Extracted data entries
━━━

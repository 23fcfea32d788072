use aligner::{AlignedFrame, Aligner};
use analytics::{CumulativeDrift, DriftEngine, DriftSeries, PerformancePaths, TrackingReport};
use anyhow::{Context, Result, bail};
use chrono::{Days, NaiveDate, Utc};
use clap::{Args, Parser, Subcommand};
use comfy_table::presets::UTF8_FULL;
use comfy_table::{Cell, ContentArrangement, Table};
use configuration::settings::{Config, LoggingConfig};
use configuration::{load_config, load_config_from};
use core_types::{ConstraintKind, DateRange, Measure, ObjectiveKind, SeriesBasis, SolverKind, WeightVector};
use data_source::DataRouter;
use indicatif::{ProgressBar, ProgressStyle};
use optimizer::{OptimizationResult, SolveBudget, SolveStatus, WeightOptimizer};
use std::path::PathBuf;
use std::sync::Arc;
use std::sync::atomic::{AtomicBool, Ordering};
use std::time::Duration;
use tracing::{info, warn};
use tracing_appender::non_blocking::WorkerGuard;
use tracing_subscriber::{EnvFilter, fmt, prelude::*};

/// Base level for the rebased performance paths.
const PERFORMANCE_BASE: f64 = 100.0;

/// The main entry point for the Parallax proxy-basket tracker.
#[tokio::main]
async fn main() -> Result<()> {
    // A missing .env file is fine; it only carries optional overrides.
    dotenvy::dotenv().ok();

    let cli = Cli::parse();
    let config = match &cli.config {
        Some(path) => load_config_from(path)
            .with_context(|| format!("failed to load configuration from {}", path.display()))?,
        None => load_config().context("failed to load configuration")?,
    };
    let _guard = init_tracing(&config.logging)?;

    match cli.command {
        Commands::Correlate(args) => handle_correlate(args, config).await,
        Commands::Analyze(args) => handle_analyze(args, config).await,
        Commands::Optimize(args) => handle_optimize(args, config).await,
    }
}

// ==============================================================================
// CLI Structure
// ==============================================================================

/// Tracks a target instrument with a weighted basket of proxies.
#[derive(Parser)]
#[command(author, version, about, long_about = None)]
struct Cli {
    /// Configuration file to use instead of ./parallax.toml.
    #[arg(long, global = true)]
    config: Option<PathBuf>,

    #[command(subcommand)]
    command: Commands,
}

#[derive(Subcommand)]
enum Commands {
    /// Print the correlation matrix of the target and its proxies.
    Correlate(SessionArgs),
    /// Report drift and tracking statistics for a given weight vector.
    Analyze(AnalyzeArgs),
    /// Solve for the proxy weights that track the target most closely.
    Optimize(OptimizeArgs),
}

#[derive(Args, Clone)]
struct SessionArgs {
    /// The symbol to track (e.g., "BTC-USD").
    #[arg(long)]
    target: String,

    /// Comma-separated proxy symbols (e.g., "MSTR,COIN,IBIT").
    #[arg(long, value_delimiter = ',', required = true)]
    proxies: Vec<String>,

    /// The first date of the window (format: YYYY-MM-DD). Defaults to one year before `--to`.
    #[arg(long)]
    from: Option<NaiveDate>,

    /// The last date of the window (format: YYYY-MM-DD). Defaults to today.
    #[arg(long)]
    to: Option<NaiveDate>,
}

#[derive(Args)]
struct AnalyzeArgs {
    #[command(flatten)]
    session: SessionArgs,

    /// Comma-separated weights in proxy order. Defaults to equal weights.
    #[arg(long, value_delimiter = ',')]
    weights: Vec<f64>,

    /// Rescale the given weights to sum to one.
    #[arg(long)]
    normalize: bool,

    /// Number of trailing drift rows to print.
    #[arg(long, default_value_t = 10)]
    tail: usize,

    /// Basis for composites and drift, overriding the configuration.
    #[arg(long, value_enum)]
    drift_basis: Option<SeriesBasis>,
}

#[derive(Args)]
struct OptimizeArgs {
    #[command(flatten)]
    session: SessionArgs,

    /// Constraint set, overriding the configuration.
    #[arg(long, value_enum)]
    constraint: Option<ConstraintKind>,

    /// Objective to minimize, overriding the configuration.
    #[arg(long, value_enum)]
    objective: Option<ObjectiveKind>,

    /// Force the iterative solver even where a closed form exists.
    #[arg(long, value_enum)]
    solver: Option<SolverKind>,

    /// Stop the solve after this many milliseconds and report the best weights so far.
    #[arg(long)]
    timeout_ms: Option<u64>,
}

// ==============================================================================
// Command Logic
// ==============================================================================

async fn handle_correlate(args: SessionArgs, config: Config) -> Result<()> {
    let frame = load_frame(&args, &config).await?;
    let engine = DriftEngine::new(&frame, config.engine.clone());
    let matrix = engine.correlation_matrix();

    let mut table = new_table();
    let mut header = vec![Cell::new(format!("{:?}", matrix.basis).to_lowercase())];
    header.extend(matrix.symbols().iter().map(Cell::new));
    table.set_header(header);
    for (symbol, row) in matrix.symbols().iter().zip(matrix.values()) {
        let mut cells = vec![Cell::new(symbol)];
        cells.extend(row.iter().map(|m| Cell::new(format!("{:.3}", m))));
        table.add_row(cells);
    }

    println!("Correlation over {} aligned rows", frame.len());
    println!("{table}");
    Ok(())
}

async fn handle_analyze(args: AnalyzeArgs, mut config: Config) -> Result<()> {
    if let Some(basis) = args.drift_basis {
        config.engine.drift_basis = basis;
    }
    let weights = weights_from_args(&args.session.proxies, &args.weights, args.normalize)?;
    let frame = load_frame(&args.session, &config).await?;
    let engine = DriftEngine::new(&frame, config.engine.clone());
    let target = &args.session.target;

    let report = engine.report(target, &weights).context("failed to compute tracking report")?;
    let drift = engine.drift(target, &weights)?;
    let cone = CumulativeDrift::accumulate(&drift);
    let paths = engine.performance_paths(target, &weights, PERFORMANCE_BASE)?;

    println!("{}", weights_table(&weights));
    println!("{}", report_table(&report, &paths));
    println!("{}", drift_table(&drift, &cone, args.tail));
    Ok(())
}

async fn handle_optimize(args: OptimizeArgs, mut config: Config) -> Result<()> {
    if let Some(constraint) = args.constraint {
        config.optimizer.constraint = constraint;
    }
    if let Some(objective) = args.objective {
        config.optimizer.objective = objective;
    }
    if let Some(solver) = args.solver {
        config.optimizer.solver = solver;
    }

    let frame = load_frame(&args.session, &config).await?;
    let optimizer = WeightOptimizer::new(config.optimizer.clone(), config.engine.clone())?;

    let cancel = Arc::new(AtomicBool::new(false));
    let mut budget = SolveBudget::unlimited().with_cancel_flag(cancel.clone());
    if let Some(ms) = args.timeout_ms {
        budget = budget.with_timeout(Duration::from_millis(ms));
    }

    let spinner = spinner("Solving for proxy weights...")?;
    let target = args.session.target.clone();
    let proxies = args.session.proxies.clone();
    // The solve is CPU-bound; keep it off the async workers.
    let mut solve = tokio::task::spawn_blocking(move || {
        let proxy_refs: Vec<&str> = proxies.iter().map(String::as_str).collect();
        let result = optimizer.optimize_with_budget(&frame, &target, &proxy_refs, &budget);
        (frame, result)
    });

    let (frame, result) = tokio::select! {
        joined = &mut solve => joined?,
        _ = tokio::signal::ctrl_c() => {
            spinner.set_message("Cancelling...");
            cancel.store(true, Ordering::Relaxed);
            solve.await?
        }
    };
    spinner.finish_and_clear();
    let result = result.context("optimization failed")?;

    print_solution(&result);

    let engine = DriftEngine::new(&frame, config.engine.clone());
    let report = engine.report(&args.session.target, &result.weights)?;
    let paths = engine.performance_paths(&args.session.target, &result.weights, PERFORMANCE_BASE)?;
    println!("{}", report_table(&report, &paths));
    Ok(())
}

// ==============================================================================
// Shared Steps
// ==============================================================================

/// Fetches the target and proxies concurrently and aligns them.
async fn load_frame(args: &SessionArgs, config: &Config) -> Result<AlignedFrame> {
    let range = session_range(args)?;
    let router = DataRouter::from_config(&config.data_source).context("failed to set up data providers")?;

    let mut symbols = vec![args.target.clone()];
    symbols.extend(args.proxies.iter().cloned());

    let spinner = spinner(&format!(
        "Fetching {} series from {} to {}...",
        symbols.len(),
        range.start,
        range.end
    ))?;
    let results = router.fetch_all(&symbols, &range).await;
    spinner.finish_and_clear();

    let series = results
        .into_iter()
        .zip(&symbols)
        .map(|(result, symbol)| result.with_context(|| format!("failed to fetch {}", symbol)))
        .collect::<Result<Vec<_>>>()?;

    let frame = Aligner::new(config.alignment.clone())
        .align(&series, Some(&range))
        .context("failed to align price histories")?;
    info!(
        rows = frame.len(),
        symbols = symbols.len(),
        "Aligned price histories"
    );
    Ok(frame)
}

fn session_range(args: &SessionArgs) -> Result<DateRange> {
    let to = args.to.unwrap_or_else(|| Utc::now().date_naive());
    let from = match args.from {
        Some(from) => from,
        None => to
            .checked_sub_days(Days::new(365))
            .context("default start date is out of range")?,
    };
    Ok(DateRange::new(from, to)?)
}

fn weights_from_args(proxies: &[String], weights: &[f64], normalize: bool) -> Result<WeightVector> {
    if weights.is_empty() {
        return Ok(WeightVector::equal(proxies)?);
    }
    if weights.len() != proxies.len() {
        bail!(
            "{} weights given for {} proxies",
            weights.len(),
            proxies.len()
        );
    }
    let vector = WeightVector::new(proxies.iter().cloned().zip(weights.iter().copied()))?;
    if normalize {
        Ok(vector.normalized()?)
    } else {
        Ok(vector)
    }
}

fn init_tracing(logging: &LoggingConfig) -> Result<WorkerGuard> {
    let file_appender = tracing_appender::rolling::daily(&logging.directory, &logging.file_prefix);
    let (file_writer, guard) = tracing_appender::non_blocking(file_appender);
    let filter = EnvFilter::try_from_default_env().unwrap_or_else(|_| EnvFilter::new("info"));

    tracing_subscriber::registry()
        .with(filter)
        .with(fmt::layer().with_writer(std::io::stderr))
        .with(fmt::layer().with_ansi(false).with_writer(file_writer))
        .try_init()
        .context("failed to install the tracing subscriber")?;
    Ok(guard)
}

fn spinner(message: &str) -> Result<ProgressBar> {
    let spinner = ProgressBar::new_spinner();
    spinner.set_style(ProgressStyle::default_spinner().template("{spinner:.green} [{elapsed_precise}] {msg}")?);
    spinner.set_message(message.to_string());
    spinner.enable_steady_tick(Duration::from_millis(100));
    Ok(spinner)
}

// ==============================================================================
// Output
// ==============================================================================

fn new_table() -> Table {
    let mut table = Table::new();
    table
        .load_preset(UTF8_FULL)
        .set_content_arrangement(ContentArrangement::Dynamic);
    table
}

fn weights_table(weights: &WeightVector) -> Table {
    let mut table = new_table();
    table.set_header(vec!["Proxy", "Weight"]);
    for (symbol, weight) in weights.iter() {
        table.add_row(vec![symbol.to_string(), format!("{:.4}", weight)]);
    }
    table.add_row(vec!["(sum)".to_string(), format!("{:.4}", weights.sum())]);
    table
}

fn report_table(report: &TrackingReport, paths: &PerformancePaths) -> Table {
    let final_level = |points: &[analytics::SeriesPoint]| {
        points.last().map(|p| p.value).unwrap_or(Measure::Undefined)
    };

    let mut table = new_table();
    table.set_header(vec!["Statistic", "Value"]);
    let rows = [
        ("Correlation (returns)", report.correlation, 4),
        ("Target volatility (ann.)", report.target_volatility, 4),
        ("Composite volatility (ann.)", report.composite_volatility, 4),
        ("Volatility spread", report.volatility_spread, 4),
        ("Tracking error (ann.)", report.tracking_error, 4),
        ("Tracking error (period)", report.period_tracking_error, 4),
        ("Final drift", report.final_drift, 4),
        ("Cumulative drift", report.cumulative_drift, 4),
        ("Cumulative squared drift", report.cumulative_squared_drift, 4),
        ("Max |drift|", report.max_abs_drift, 4),
        ("Target path", final_level(&paths.target), 2),
        ("Composite path", final_level(&paths.composite), 2),
    ];
    for (label, value, precision) in rows {
        table.add_row(vec![label.to_string(), format!("{:.*}", precision, value)]);
    }
    table.add_row(vec!["Observations".to_string(), report.observations.to_string()]);
    table
}

fn drift_table(drift: &DriftSeries, cone: &CumulativeDrift, tail: usize) -> Table {
    let mut table = new_table();
    table.set_header(vec!["Timestamp", "Drift", "Cumulative", "Cumulative squared"]);
    let skip = drift.points.len().saturating_sub(tail);
    for (point, total) in drift.points.iter().zip(&cone.points).skip(skip) {
        table.add_row(vec![
            point.timestamp.format("%Y-%m-%d").to_string(),
            format!("{:.4}", point.value),
            format!("{:.4}", total.signed),
            format!("{:.4}", total.squared),
        ]);
    }
    table
}

fn print_solution(result: &OptimizationResult) {
    match result.status {
        SolveStatus::Converged => println!(
            "Converged via {} in {} iterations ({} = {:.6e}, violation {:.1e})",
            result.method, result.iterations, result.objective, result.objective_value, result.constraint_violation
        ),
        SolveStatus::Partial(reason) => {
            warn!(?reason, "Solve stopped early; weights are feasible but not optimal");
            println!(
                "PARTIAL result ({:?}) after {} iterations via {} ({} = {:.6e})",
                reason, result.iterations, result.method, result.objective, result.objective_value
            );
        }
    }
    for warning in &result.warnings {
        println!("warning: {}", warning);
    }
    println!("{}", weights_table(&result.weights));
}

━━━

**Assignment:** Check every line of the records, and copy the ones that hold the word "main".

**Answer for this exercise:**
/// The main entry point for the Parallax proxy-basket tracker.
#[tokio::main]
async fn main() -> Result<()> {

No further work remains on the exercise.